Bob Dylan has been a world-renowned star for some 60 years. Chappell Roan has been one for about six months.
New to the game or an old vet, every celebrity struggles in a way you and I can’t imagine. “Fame,” wrote clinical psychologist and journalist Donna Rockwell, “is a dangerous drug.”
Way back in the 1980s when Madonna burst onto the global scene, she was quoted as saying she dreamed of becoming a star as a small child, and had dedicated her life to that end ever since. She didn’t mention dreaming of being a singer or a dancer or an actor or a songwriter or any of the things she eventually became famous for. No. She dreamed only of being famous. That other stuff was detail.
We hear similar things all too often when some loon opens fire in an elementary school or takes a shot at a political candidate or explodes a bomb outside a public building. Investigators, sifting through the suspects’ diaries and social media posts, find that he’d done his awful deed because he wanted the world to know who he was.
The world. Eight billion-plus people.
I might add to Rockwell’s characterization of renown that it is also powerful. Perhaps it’s as potent as heroin or fentanyl. Maybe even more so.
So alluring is fame that people happily devote their lives to getting and keeping it. I doubt anybody out there taking her or his first hit of fetty thinks, “Golly gee, I hope I get addicted to this shit real soon!”
Addiction is the unintended consequence of using for a lot of mind- and mood-altering substances. When it comes to that other dope, fame, addiction all too often is the goal.
I’ve often wondered why anybody would want to be President of the United States. You can’t take a walk, on a whim, down to the corner for an ice cream cone. You can’t spent an aimless Saturday afternoon browsing at a flea market. You’re constantly surrounded by Secret Service agents, aides, advisors, and hangers-on. For pity’s sake, you can’t even move your bowels in utter private. A whole gang of people is bound to hear your ministrations. Yet, should you be elected POTUS, you’re guaranteed to be one of the two or three most famous people on the planet.
Seems like a crappy trade-off.
I bring this up because I read this morning that Chappell Roan, the newbie to this fame stuff, just cancelled a big appearance this weekend at a two-city festival called All Things Go. She would have been one of the star attractions, if not the headliner.

When promoters put together a huge shebang like this, they’re banking (literally) on all the scheduled acts showing up. Chappell Roan dropping out is one of the entertainment business’s mortal sins. The show, the saying goes, must go on.
But it won’t with Chappell Roan today and tomorrow.
She announced her withdrawal yesterday, the last minute as it were, on Instagram. She wrote:
I apologize to people who have been waiting to see me in NYC & DC this weekend at All Things Go, but I am unable to perform. Things have gotten overwhelming over the past few weeks and I am really feeling it. I feel pressures to prioritize a lot of things right now and I need a few days to prioritize my health. I want to be present when I perform and give the best shows possible. Thank you for understanding. Be back soon xox.
Scads of CR fans’ll be devastated by the news. The promoters likely are chewing their fingernails. When I read about this development I thought, “Good for her!”
The sudden fame that has descended upon the legally-named Kayleigh Amstutz and all the responsibilities and worries that accompany it just might have killed her had she not come to the conclusion that she has to take a break. Seemingly every celebrity memoir includes chapters on the authors’ pill-popping, booze-gulping, needle-plunging self-medication to keep up with the demands of touring and recording, the endless string of personal appearances, and the burden of keeping the shows on schedules because so many people’s livelihoods depend on them.

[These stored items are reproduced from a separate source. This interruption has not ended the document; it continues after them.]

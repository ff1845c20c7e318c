//! Scripted host used by session and driver tests.
//!
//! Wires a [`SessionOrchestrator`] to a scripted controller, a scripted
//! `iscsiadm` and an in-memory mount executor, with a temporary directory
//! standing in for `/dev/disk/by-path`.

use std::sync::Arc;
use std::time::Duration;

use camino::Utf8PathBuf;
use sfvol::iscsi::device;
use sfvol::test_support::{RecordingMount, ScriptedRunner, ScriptedTransport};
use sfvol::{
    AccountDirectory, IscsiAdmin, RpcClient, SessionOrchestrator, SessionSettings,
    TargetResolution,
};
use tempfile::TempDir;

use crate::controller::{PORTAL, SVIP, iqn};

/// Orchestrator type exercised by the tests.
pub type ScriptedOrchestrator = SessionOrchestrator<ScriptedTransport, ScriptedRunner, RecordingMount>;

/// Scripted collaborators sharing state with every orchestrator they build.
#[derive(Clone, Debug)]
pub struct Host {
    pub transport: ScriptedTransport,
    pub runner: ScriptedRunner,
    pub mount: RecordingMount,
    pub device_root: Utf8PathBuf,
    _root: Arc<TempDir>,
}

impl Host {
    pub fn new() -> Result<Self, String> {
        let root = TempDir::new().map_err(|err| err.to_string())?;
        let device_root = Utf8PathBuf::from_path_buf(root.path().to_path_buf())
            .map_err(|path| format!("non UTF-8 temp dir: {}", path.display()))?;
        Ok(Self {
            transport: ScriptedTransport::new(),
            runner: ScriptedRunner::new(),
            mount: RecordingMount::new(),
            device_root,
            _root: Arc::new(root),
        })
    }

    pub fn rpc(&self) -> RpcClient<ScriptedTransport> {
        RpcClient::new(self.transport.clone())
    }

    pub fn settings(&self, resolution: TargetResolution) -> SessionSettings {
        SessionSettings::new(Some(String::from(SVIP)))
            .target_resolution(resolution)
            .device_root(self.device_root.clone())
            .attach_polling(3, Duration::from_millis(5))
    }

    pub fn orchestrator(&self, resolution: TargetResolution) -> ScriptedOrchestrator {
        SessionOrchestrator::new(
            self.settings(resolution),
            AccountDirectory::new(self.rpc()),
            IscsiAdmin::new(self.runner.clone(), "iscsiadm"),
            self.mount.clone(),
        )
    }

    /// Returns the by-path link for volume `name` with `id` behind the SVIP.
    pub fn link_for(&self, name: &str, id: i64) -> Utf8PathBuf {
        device::host_path(&self.device_root, PORTAL, &iqn(name, id))
    }

    /// Creates the by-path link as udev would after a login.
    pub fn plug(&self, name: &str, id: i64, target: &str) -> Result<Utf8PathBuf, String> {
        let link = self.link_for(name, id);
        std::os::unix::fs::symlink(target, &link).map_err(|err| err.to_string())?;
        Ok(link)
    }

    /// Scripts a successful probe and CHAP login that makes udev publish the
    /// link for volume `name` with `id`.
    pub fn script_login(&self, name: &str, id: i64, target: &str) {
        self.runner.push_success();
        self.runner.push_successes(5);
        self.runner
            .link_on_login(self.link_for(name, id).into_std_path_buf(), target);
    }
}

Celebs from Elvis Presley to Michael Jackson to Prince to Lady Gaga gobbled substances to pump up their energy for each show and then to wind down and get to sleep afterward. Lady Gaga, for instance has been quoted as saying:
I was smoking up to 15, 20 marijuana cigarettes a day with no tobacco. I was living on a totally other psychedelic plane, numbing myself completely.
Fifteen to 20 spliffs a day! Jeez, I love my little herbal pastime but 15-20 such nails would last me months! Then again, I don’t have to grapple with the rigors of fame.
Celebrity and its accoutrements indeed are dangerous. I’d say just ask Judy Garland, Jimi Hendrix, Janis Joplin, John Belushi, Matthew Perry, Tom Petty, Chyna, Philip Seymour Hoffman, Whitney Houston, Amy Winehouse, Heath Ledger, Chris Farley, River Phoenix, Keith Moon, Brian Jones, and Marilyn Monroe, only they’re dead. And not of old age or cancer or any of the things that kill non-celebrities.
They’re all dead, to be sure, for reasons particular to each of them. But each of them appeared to be coping with that most powerful and dangerous drug, fame. One drug led to another. And another. And…, well, you get the idea.
If Chappell Roan is slamming the brakes on her speeding fame freight train in order to get her life under control, then she is admirable. I don’t know if she’s been doing drugs, legal or not, to handle the pressure but — guaranteed — the allure has to be there.
Perhaps she has concluded that fame really sucks.